If you want to have other stats tracked you can easily create a custom tracker. You must derive your tracker from the BaseTracker class.

Your tracker also must have the following properties:

  • type:
    The type of your tracker. Either move based (this.type = 'move') or game based (this.type = 'game').

  • path: Variable which contains the path of the file your custom tracker is defined in. You can use this.path = import.meta.url; for this. Your Tracker MUST be defined in a separate file and it must be the only object that is exported from that file. Background: Since the data passed to the worker thread is serialized first, you can't pass non-primitive types to the worker. So the library dynamically imports the Custom Tracker provided in the path variable into the Worker Thread. In there the Tracker will be instantiated as normal. (If you happen to know a better way for passing classes into a worker thread, let me know. The current solution is a bit hacky but it works.)

  • track(data):
    The main analysis function that is called during the PGN processing. Depending on your type the function is called after every half-move (move-typed trackers) or after every game (game-typed trackers). The data object contains the following properties:

    • For move-typed trackers: An Action array with one or more entries of the following action types:

      type Action = MoveAction | CaptureAction | PromoteAction;
      
      interface BaseAction {
          type: 'move' | 'capture' | 'promote';
          san: string; // special tokens like [?!#+] are not included here
          player: 'b' | 'w';
      }
      
      interface MoveAction extends BaseAction {
          type: 'move';
          piece: string;
          from: number[];
          to: number[];
      }
      
      interface CaptureAction extends BaseAction {
          type: 'capture';
          takingPiece: string;
          takenPiece: string;
          on: number[];
      }
      
      interface PromoteAction extends BaseAction {
          type: 'promote';
          to: string;
          on: number[];
      }

      If e.g. a piece captures another piece this array will contain a CaptureAction and a MoveAction

    • For game-typed trackers: data is an object that contains {key: value} entries, where key is the property in the header of the PGN (e.g. 'WhiteElo', case sensitive) and value is the respective value of the property.
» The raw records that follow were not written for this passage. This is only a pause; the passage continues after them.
//! Allocation errors.
//!
//! Every fallible operation in this crate returns [`AllocError`]. The
//! [`ErrorKind`] of an error decides how it is logged (ERROR for contract
//! violations, WARN otherwise) and whether [`FailurePolicy::Abort`] terminates
//! the process.
//!
//! [`FailurePolicy::Abort`]: crate::config::FailurePolicy::Abort

use thiserror::Error;

/// Coarse classification of an [`AllocError`].
#[derive(Debug, Clone, Copy, PartialEq, Eq, Hash)]
pub enum ErrorKind {
    /// Programming error in the caller; continuing risks corrupting adjacent memory.
    ContractViolation,
    /// Expected, recoverable out-of-space condition.
    Exhausted,
    /// Rejected argument; the allocator state is unchanged.
    InvalidArgument,
}

impl ErrorKind {
    /// Returns true for errors that abort under the strict failure policy.
    #[must_use]
    pub const fn is_fatal(self) -> bool {
        matches!(self, Self::ContractViolation)
    }
}

#[derive(Debug, Clone, PartialEq, Eq, Error)]
pub enum AllocError {
    #[error("alignment {align} is not a power of two")]
    InvalidAlignment { align: usize },
    #[error("aligning {value} to {align} overflows the address space")]
    AddressOverflow { value: usize, align: usize },
    #[error("allocation of {requested} bytes at offset {offset} exceeds capacity {capacity}")]
    OutOfBounds {
        offset: usize,
        requested: usize,
        capacity: usize,
    },
    #[error("resize target at offset {offset} lies outside the {capacity}-byte buffer")]
    ResizeOutOfBounds { offset: usize, capacity: usize },
    #[error("header at offset {offset} is unreadable or inconsistent")]
    CorruptHeader { offset: usize },
    #[error("element of {got} bytes pushed into an array of {expected}-byte elements")]
    ElementSizeMismatch { expected: usize, got: usize },
    #[error("no free block can hold {requested} bytes")]
    Exhausted { requested: usize },
    #[error("heap reallocation to {bytes} bytes failed")]
    HeapExhausted { bytes: usize },
    #[error("offset {offset} is outside the managed region of {capacity} bytes")]
    ForeignOffset { offset: usize, capacity: usize },
    #[error("offset {offset} is not the start of a live allocation")]
    UnknownAllocation { offset: usize },
    #[error("offset {offset} was already freed")]
    DoubleFree { offset: usize },
    #[error("free of {size} bytes exceeds the {span}-byte block at offset {offset}")]
    SizeMismatch {
        offset: usize,
        size: usize,
        span: usize,
    },
    #[error("index {index} is out of range for length {len}")]
    IndexOutOfRange { index: usize, len: usize },
    #[error("buffer of {size} bytes is too small; at least {needed} bytes are required")]
    BufferTooSmall { size: usize, needed: usize },
    #[error("slot size {slot_size} cannot hold a {min}-byte free-list link")]
    SlotTooSmall { slot_size: usize, min: usize },
    #[error("element size must be non-zero")]
    ZeroElementSize,
}

impl AllocError {
    /// Classifies this error.
    #[must_use]
    pub const fn kind(&self) -> ErrorKind {
        match self {
            Self::InvalidAlignment { .. }
            | Self::AddressOverflow { .. }
            | Self::OutOfBounds { .. }
            | Self::ResizeOutOfBounds { .. }
            | Self::CorruptHeader { .. }
            | Self::ElementSizeMismatch { .. } => ErrorKind::ContractViolation,
            Self::Exhausted { .. } | Self::HeapExhausted { .. } => ErrorKind::Exhausted,
            Self::ForeignOffset { .. }
            | Self::UnknownAllocation { .. }
            | Self::DoubleFree { .. }
            | Self::SizeMismatch { .. }
            | Self::IndexOutOfRange { .. }
            | Self::BufferTooSmall { .. }
            | Self::SlotTooSmall { .. }
            | Self::ZeroElementSize => ErrorKind::InvalidArgument,
        }
    }

    /// Machine-readable event label used in lifecycle log records.
    #[must_use]
    pub const fn event(&self) -> &'static str {
        match self {
            Self::InvalidAlignment { .. } => "invalid_alignment",
            Self::AddressOverflow { .. } => "address_overflow",
            Self::OutOfBounds { .. } => "out_of_bounds",
            Self::ResizeOutOfBounds { .. } => "resize_out_of_bounds",
            Self::CorruptHeader { .. } => "corrupt_header",
            Self::ElementSizeMismatch { .. } => "element_size_mismatch",
            Self::Exhausted { .. } => "exhausted",
            Self::HeapExhausted { .. } => "heap_exhausted",
            Self::ForeignOffset { .. } => "foreign_offset",
            Self::UnknownAllocation { .. } => "unknown_allocation",
            Self::DoubleFree { .. } => "double_free_detected",
            Self::SizeMismatch { .. } => "size_mismatch",
            Self::IndexOutOfRange { .. } => "index_out_of_range",
            Self::BufferTooSmall { .. } => "buffer_too_small",
            Self::SlotTooSmall { .. } => "slot_too_small",
            Self::ZeroElementSize => "zero_element_size",
        }
    }
}

/// Call-site opt-in to abort-on-violation.
pub trait ContractExt<T> {
    /// Aborts the process if the result is a contract violation; passes every
    /// other result through unchanged.
    fn abort_on_violation(self) -> Result<T, AllocError>;
}

impl<T> ContractExt<T> for Result<T, AllocError> {
    fn abort_on_violation(self) -> Result<T, AllocError> {
        match self {
            Err(err) if err.kind().is_fatal() => {
                eprintln!("bufalloc: fatal contract violation: {err}");
                std::process::abort();
            }
            other => other,
        }
    }
}

#[cfg(test)]
mod tests {
    use super::*;

    #[test]
    fn kinds_match_policy_table() {
        assert_eq!(
            AllocError::InvalidAlignment { align: 3 }.kind(),
            ErrorKind::ContractViolation
        );
        assert_eq!(
            AllocError::Exhausted { requested: 8 }.kind(),
            ErrorKind::Exhausted
        );
        assert_eq!(
            AllocError::ForeignOffset {
                offset: 1,
                capacity: 0
            }
            .kind(),
            ErrorKind::InvalidArgument
        );
        assert!(ErrorKind::ContractViolation.is_fatal());
        assert!(!ErrorKind::Exhausted.is_fatal());
    }

    #[test]
    fn display_mentions_values() {
        let err = AllocError::OutOfBounds {
            offset: 8,
            requested: 200,
            capacity: 100,
        };
        let text = err.to_string();
        assert!(text.contains("200"));
        assert!(text.contains("100"));
        assert_eq!(err.event(), "out_of_bounds");
    }

    #[test]
    fn abort_on_violation_passes_recoverable_errors() {
        let res: Result<usize, AllocError> = Err(AllocError::Exhausted { requested: 4 });
        assert_eq!(
            res.abort_on_violation(),
            Err(AllocError::Exhausted { requested: 4 })
        );
        let ok: Result<usize, AllocError> = Ok(7);
        assert_eq!(ok.abort_on_violation(), Ok(7));
    }
}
The property data.moves is an array that contains the moves of the game in standard algebraic notation.

  • add(tracker): Function that is only required for multithreading. This function gets passed a Tracker object of the same type. In the function you need to define how the statistics of two trackers are added together. For example the add(...) function for the built-in Game Tracker looks like this:

    add(tracker) {
        this.results.white += tracker.results.white;
        this.results.black += tracker.results.black;
        this.results.draw += tracker.results.draw;
        this.cntGames += tracker.cntGames;
        this.time += tracker.time;
    }
  • nextGame() (opt.): Optional method that is called for move-type trackers after the last move of every game. You can use this to do end-of-game stuff inside your tracker, like storing and resetting statistics for the current game.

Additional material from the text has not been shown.